Top of Data records

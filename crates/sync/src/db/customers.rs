//! Customer and address upserts.

use shopify_sync_core::{AddressPayload, CustomerPayload};
use sqlx::PgPool;

use super::RepositoryError;

/// Repository for customer rows and their addresses.
pub struct CustomerRepository<'a> {
    pool: &'a PgPool,
}

impl<'a> CustomerRepository<'a> {
    /// Create a new customer repository.
    #[must_use]
    pub const fn new(pool: &'a PgPool) -> Self {
        Self { pool }
    }

    /// Insert or fully overwrite a customer row.
    ///
    /// `total_spent` goes through the lenient decimal parse. Addresses on the
    /// payload are not written here.
    ///
    /// # Errors
    ///
    /// Returns `RepositoryError::Database` if the query fails.
    pub async fn upsert(&self, customer: &CustomerPayload) -> Result<(), RepositoryError> {
        sqlx::query(
            r"
            INSERT INTO shopify_customers (
                id, email, accepts_marketing, created_at, updated_at, first_name,
                last_name, orders_count, state, total_spent, last_order_id, note,
                verified_email, multipass_identifier, tax_exempt, phone, tags,
                last_order_name, currency
            )
            VALUES (
                $1, $2, $3, $4, $5, $6, $7, $8, $9, $10,
                $11, $12, $13, $14, $15, $16, $17, $18, $19
            )
            ON CONFLICT (id) DO UPDATE SET
                email = EXCLUDED.email,
                accepts_marketing = EXCLUDED.accepts_marketing,
                created_at = EXCLUDED.created_at,
                updated_at = EXCLUDED.updated_at,
                first_name = EXCLUDED.first_name,
                last_name = EXCLUDED.last_name,
                orders_count = EXCLUDED.orders_count,
                state = EXCLUDED.state,
                total_spent = EXCLUDED.total_spent,
                last_order_id = EXCLUDED.last_order_id,
                note = EXCLUDED.note,
                verified_email = EXCLUDED.verified_email,
                multipass_identifier = EXCLUDED.multipass_identifier,
                tax_exempt = EXCLUDED.tax_exempt,
                phone = EXCLUDED.phone,
                tags = EXCLUDED.tags,
                last_order_name = EXCLUDED.last_order_name,
                currency = EXCLUDED.currency
            ",
        )
        .bind(customer.id)
        .bind(&customer.email)
        .bind(customer.accepts_marketing)
        .bind(customer.created_at)
        .bind(customer.updated_at)
        .bind(&customer.first_name)
        .bind(&customer.last_name)
        .bind(customer.orders_count)
        .bind(&customer.state)
        .bind(customer.total_spent_amount())
        .bind(customer.last_order_id)
        .bind(&customer.note)
        .bind(customer.verified_email)
        .bind(&customer.multipass_identifier)
        .bind(customer.tax_exempt)
        .bind(&customer.phone)
        .bind(&customer.tags)
        .bind(&customer.last_order_name)
        .bind(&customer.currency)
        .execute(self.pool)
        .await?;

        Ok(())
    }

    /// Insert or fully overwrite an address row, including its `customer_id`.
    ///
    /// # Errors
    ///
    /// Returns `RepositoryError::Database` if the query fails.
    pub async fn upsert_address(&self, address: &AddressPayload) -> Result<(), RepositoryError> {
        sqlx::query(
            r"
            INSERT INTO shopify_customer_addresses (
                id, customer_id, first_name, last_name, company, address_one,
                address_two, city, province, country, zip, phone, province_code,
                country_code, country_name, default_address
            )
            VALUES ($1, $2, $3, $4, $5, $6, $7, $8, $9, $10, $11, $12, $13, $14, $15, $16)
            ON CONFLICT (id) DO UPDATE SET
                customer_id = EXCLUDED.customer_id,
                first_name = EXCLUDED.first_name,
                last_name = EXCLUDED.last_name,
                company = EXCLUDED.company,
                address_one = EXCLUDED.address_one,
                address_two = EXCLUDED.address_two,
                city = EXCLUDED.city,
                province = EXCLUDED.province,
                country = EXCLUDED.country,
                zip = EXCLUDED.zip,
                phone = EXCLUDED.phone,
                province_code = EXCLUDED.province_code,
                country_code = EXCLUDED.country_code,
                country_name = EXCLUDED.country_name,
                default_address = EXCLUDED.default_address
            ",
        )
        .bind(address.id)
        .bind(address.customer_id)
        .bind(&address.first_name)
        .bind(&address.last_name)
        .bind(&address.company)
        .bind(&address.address_one)
        .bind(&address.address_two)
        .bind(&address.city)
        .bind(&address.province)
        .bind(&address.country)
        .bind(&address.zip)
        .bind(&address.phone)
        .bind(&address.province_code)
        .bind(&address.country_code)
        .bind(&address.country_name)
        .bind(address.is_default)
        .execute(self.pool)
        .await?;

        Ok(())
    }
}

Bottom of Data records

### Problem to solve
In the lines above, find each one with "tags" and list it.

### Completed exercise
                verified_email, multipass_identifier, tax_exempt, phone, tags,
                tags = EXCLUDED.tags,
        .bind(&customer.tags)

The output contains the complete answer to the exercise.